If you choose a well-known, highly-regarded company, character (an endorser or spokesperson) or a humanitarian or charitable cause to become visibly affiliated with, you are essentially getting a significant free ride on board the giant vessel that someone else has already paid for. It is an ethical, intelligent means of dramatically bootstrapping (or if you prefer, "slingshotting") your company and its products or services into the marketplace.

Before we review some techniques, ideas and examples, remember this: As my mother (bless her heart) once told me -- "You're judged by the company you keep, so be careful who you hang around with." She was right. Of course she ruined this moment of brilliant philosophical insight by following it with "And you're not going to wear those jeans to school."
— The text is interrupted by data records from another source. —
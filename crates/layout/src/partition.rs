//! Recursive block partitioning of the occupancy grid into a nested
//! box tree.

use common::{WidgetError, WidgetResult};

use crate::grid::Grid;
use crate::item::ItemId;
use crate::size::SizeValue;

/// Axis of a box container. A `Col` box stacks its children vertically
/// (one child per row block); a `Row` box lays them out horizontally.
#[derive(Clone, Copy, Debug, PartialEq, Eq)]
pub enum Direction {
    Row,
    Col,
}

impl Direction {
    #[inline]
    pub fn cross(self) -> Self {
        match self {
            Direction::Row => Direction::Col,
            Direction::Col => Direction::Row,
        }
    }
}

/// Inclusive range of grid lines.
#[derive(Clone, Copy, Debug, PartialEq, Eq)]
pub struct LineRange {
    pub start: usize,
    pub end: usize,
}

impl LineRange {
    #[inline]
    pub fn len(&self) -> usize {
        self.end - self.start + 1
    }

    #[inline]
    pub fn is_empty(&self) -> bool {
        self.end < self.start
    }
}

/// A rectangular sub-region of the grid.
#[derive(Clone, Copy, Debug, PartialEq, Eq)]
pub struct Bounds {
    pub row: LineRange,
    pub col: LineRange,
}

impl Bounds {
    /// Bounds covering the whole grid. The grid must be non-empty.
    pub fn full(grid: &Grid) -> Self {
        Self {
            row: LineRange {
                start: 0,
                end: grid.row_count().saturating_sub(1),
            },
            col: LineRange {
                start: 0,
                end: grid.col_count().saturating_sub(1),
            },
        }
    }

    #[inline]
    fn axis(&self, direction: Direction) -> LineRange {
        match direction {
            Direction::Row => self.row,
            Direction::Col => self.col,
        }
    }

    #[inline]
    fn set_axis_start(&mut self, direction: Direction, start: usize) {
        match direction {
            Direction::Row => self.row.start = start,
            Direction::Col => self.col.start = start,
        }
    }
}

/// Aggregated sizing for one block: sums over the rows or columns the
/// block spans on its container's cross axis.
#[derive(Clone, Copy, Debug, PartialEq)]
pub struct BlockSize {
    pub ratio: f32,
    pub base_size: SizeValue,
    pub min_size: SizeValue,
    pub max_size: SizeValue,
    pub shrink: Option<f32>,
}

impl BlockSize {
    /// A pure-ratio size with no explicit pixel bounds.
    pub fn with_ratio(ratio: f32) -> Self {
        Self {
            ratio,
            base_size: SizeValue::ZERO,
            min_size: SizeValue::ZERO,
            max_size: SizeValue::ZERO,
            shrink: None,
        }
    }
}

/// Cross-axis alignment of box children.
#[derive(Clone, Copy, Debug, PartialEq, Eq)]
pub enum CrossAlign {
    Start,
    Center,
    End,
    Stretch,
}

/// A node of the computed box tree.
#[derive(Clone, Debug, PartialEq)]
pub enum BoxNode {
    /// Leaf for an empty grid cell; renders as blank space.
    Spacer,
    /// Leaf for a placed item.
    Item(ItemId),
    /// Nested box.
    Container(BoxContainer),
}

/// One child of a box container, annotated with its aggregated size.
#[derive(Clone, Debug, PartialEq)]
pub struct BoxItem {
    pub size: BlockSize,
    pub node: BoxNode,
}

/// A box laying out its children along one axis.
#[derive(Clone, Debug, PartialEq)]
pub struct BoxContainer {
    pub direction: Direction,
    pub cross_align: CrossAlign,
    pub items: Vec<BoxItem>,
}

/// Result of partitioning one block.
#[derive(Clone, Debug, PartialEq)]
pub enum BlockContent {
    /// The block's cell is covered by another item's span; its primary
    /// already produced the leaf, so nothing is emitted here.
    Spanned,
    /// An empty cell.
    Empty,
    /// A terminal block owned by one placed item.
    Item(ItemId),
    /// A subdivided block.
    Boxed(BoxContainer),
}

/// Partition the grid into a nested box tree, starting with a vertical
/// stack of row blocks. Fails when a sub-block cannot be subdivided
/// further (conflicting row/col spans).
pub fn partition(grid: &Grid) -> WidgetResult<BlockContent> {
    layout_block(grid, Bounds::full(grid), Direction::Col, None)
}

fn layout_block(
    grid: &Grid,
    bounds: Bounds,
    direction: Direction,
    parent: Option<Bounds>,
) -> WidgetResult<BlockContent> {
    if is_single_item(grid, bounds) {
        Ok(cell_content(grid, bounds.row.start, bounds.col.start))
    } else {
        layout_direction(grid, bounds, direction, parent).map(BlockContent::Boxed)
    }
}

/// Whether the cell at the bounds' origin spans the bounds exactly, on
/// both axes. Span values are the clipped ones stored on the cell.
fn is_single_item(grid: &Grid, bounds: Bounds) -> bool {
    grid.cell(bounds.row.start, bounds.col.start)
        .is_some_and(|cell| {
            cell.location.rowspan == bounds.row.len() && cell.location.colspan == bounds.col.len()
        })
}

fn cell_content(grid: &Grid, row: usize, col: usize) -> BlockContent {
    match grid.cell(row, col) {
        Some(cell) if cell.is_secondary() => BlockContent::Spanned,
        Some(cell) => match cell.item {
            Some(item) => BlockContent::Item(item),
            None => BlockContent::Empty,
        },
        None => BlockContent::Spanned,
    }
}

fn layout_direction(
    grid: &Grid,
    bounds: Bounds,
    direction: Direction,
    parent: Option<Bounds>,
) -> WidgetResult<BoxContainer> {
    let cross = direction.cross();
    let mut items = Vec::new();
    let mut cursor = bounds;

    while let Some(block) = next_block(grid, cursor, direction) {
        if parent == Some(block) {
            return Err(WidgetError::indivisible(format!(
                "rows {}..={}, cols {}..={}",
                block.row.start, block.row.end, block.col.start, block.col.end
            )));
        }

        let content = layout_block(grid, block, cross, Some(bounds))?;
        let size = block_size(grid, block, cross);
        match content {
            BlockContent::Spanned => {}
            BlockContent::Empty => items.push(BoxItem {
                size,
                node: BoxNode::Spacer,
            }),
            BlockContent::Item(item) => items.push(BoxItem {
                size,
                node: BoxNode::Item(item),
            }),
            BlockContent::Boxed(container) => items.push(BoxItem {
                size,
                node: BoxNode::Container(container),
            }),
        }

        cursor.set_axis_start(cross, block.axis(cross).end + 1);
    }

    Ok(BoxContainer {
        direction,
        cross_align: CrossAlign::Stretch,
        items,
    })
}

/// Compute the next block along `direction`: it spans the full main
/// axis of `bounds` and grows on the cross axis until no scanned line
/// declares a span reaching past the accepted range (fixed-point
/// expansion). Returns `None` once the cross axis is exhausted.
fn next_block(grid: &Grid, bounds: Bounds, direction: Direction) -> Option<Bounds> {
    let cross = direction.cross();
    let main = bounds.axis(direction);
    let cross_bounds = bounds.axis(cross);

    if cross_bounds.start > cross_bounds.end {
        return None;
    }

    let mut cross_span = 1usize;
    let mut cross_index = cross_bounds.start;
    while cross_index < cross_bounds.start + cross_span {
        let mut line_cross_span = 1usize;
        for index in main.start..=main.end {
            let (row, col) = match direction {
                Direction::Col => (cross_index, index),
                Direction::Row => (index, cross_index),
            };
            if let Some(cell) = grid.cell(row, col) {
                let span = match cross {
                    Direction::Row => cell.location.rowspan,
                    Direction::Col => cell.location.colspan,
                };
                line_cross_span = line_cross_span.max(span);
            }
        }

        let line_cross_end = cross_index + line_cross_span;
        let cross_end = cross_bounds.start + cross_span;
        if line_cross_end > cross_end {
            cross_span += line_cross_end - cross_end;
        }
        cross_index += 1;
    }

    // Spans are clipped at grid build; clamp anyway so a stray span can
    // never push the block past the current bounds.
    let cross_range = LineRange {
        start: cross_bounds.start,
        end: (cross_bounds.start + cross_span - 1).min(cross_bounds.end),
    };

    Some(match direction {
        Direction::Col => Bounds {
            row: cross_range,
            col: main,
        },
        Direction::Row => Bounds {
            row: main,
            col: cross_range,
        },
    })
}

/// Aggregate the sizing rules of every row or column the block spans on
/// `axis`. Zero-sum minimums default to auto on the row axis and zero
/// on the column axis; zero-sum maximums default to auto; single-column
/// grids force an auto base size. The last declared shrink factor wins.
pub fn block_size(grid: &Grid, block: Bounds, axis: Direction) -> BlockSize {
    let configs = match axis {
        Direction::Row => grid.rows(),
        Direction::Col => grid.cols(),
    };
    let range = block.axis(axis);

    let mut ratio = 0.0;
    let mut base = 0.0;
    let mut min = 0.0;
    let mut max = 0.0;
    let mut shrink = None;
    for config in &configs[range.start..=range.end] {
        ratio += config.ratio;
        base += config.base_size.px();
        min += config.min_size.px();
        max += config.max_size.px();
        if config.shrink.is_some() {
            shrink = config.shrink;
        }
    }

    let min_size = if min == 0.0 {
        match axis {
            Direction::Row => SizeValue::Auto,
            Direction::Col => SizeValue::ZERO,
        }
    } else {
        SizeValue::Px(min)
    };
    let max_size = if max == 0.0 {
        SizeValue::Auto
    } else {
        SizeValue::Px(max)
    };
    let base_size = if grid.is_single_column() {
        SizeValue::Auto
    } else {
        SizeValue::Px(base)
    };

    BlockSize {
        ratio,
        base_size,
        min_size,
        max_size,
        shrink,
    }
}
Here are some things worth thinking about, and worth taking action upon:

1) Piggybacking - Becoming an add-on to an existing product, with the permission of the manufacturer. Sometimes this is done merely by backpacking your product onto theirs without their focused participation in your advertising or marketing [but where they generally grab a healthy share of your product revenues for the ride], and sometimes there is a creative interplay and a cooperative advertising campaign more focused on promoting the union of your products in fiscal matrimony.

2) Tacit endorsement - Becoming part of a bundle of items which are offered as additions or as part of a high-end swag bag of goodies being given away by certain companies to their elitist customers.

3) Product placement - Having your brand displayed (but not directly advertised) in a show, video, seminar, store or movie. You get a small, brief spotlighting in front of a potentially giant audience. Familiarity, recognition and some automatic subconscious acceptance result.

4) Promotional merchandising or giveaways - If you find the right cause, you may have their army of fundraisers give free samples of your product (which they continually announce by name) to donors, contributors or supporters. You will look like a benefactor and supporter instead of an advertiser.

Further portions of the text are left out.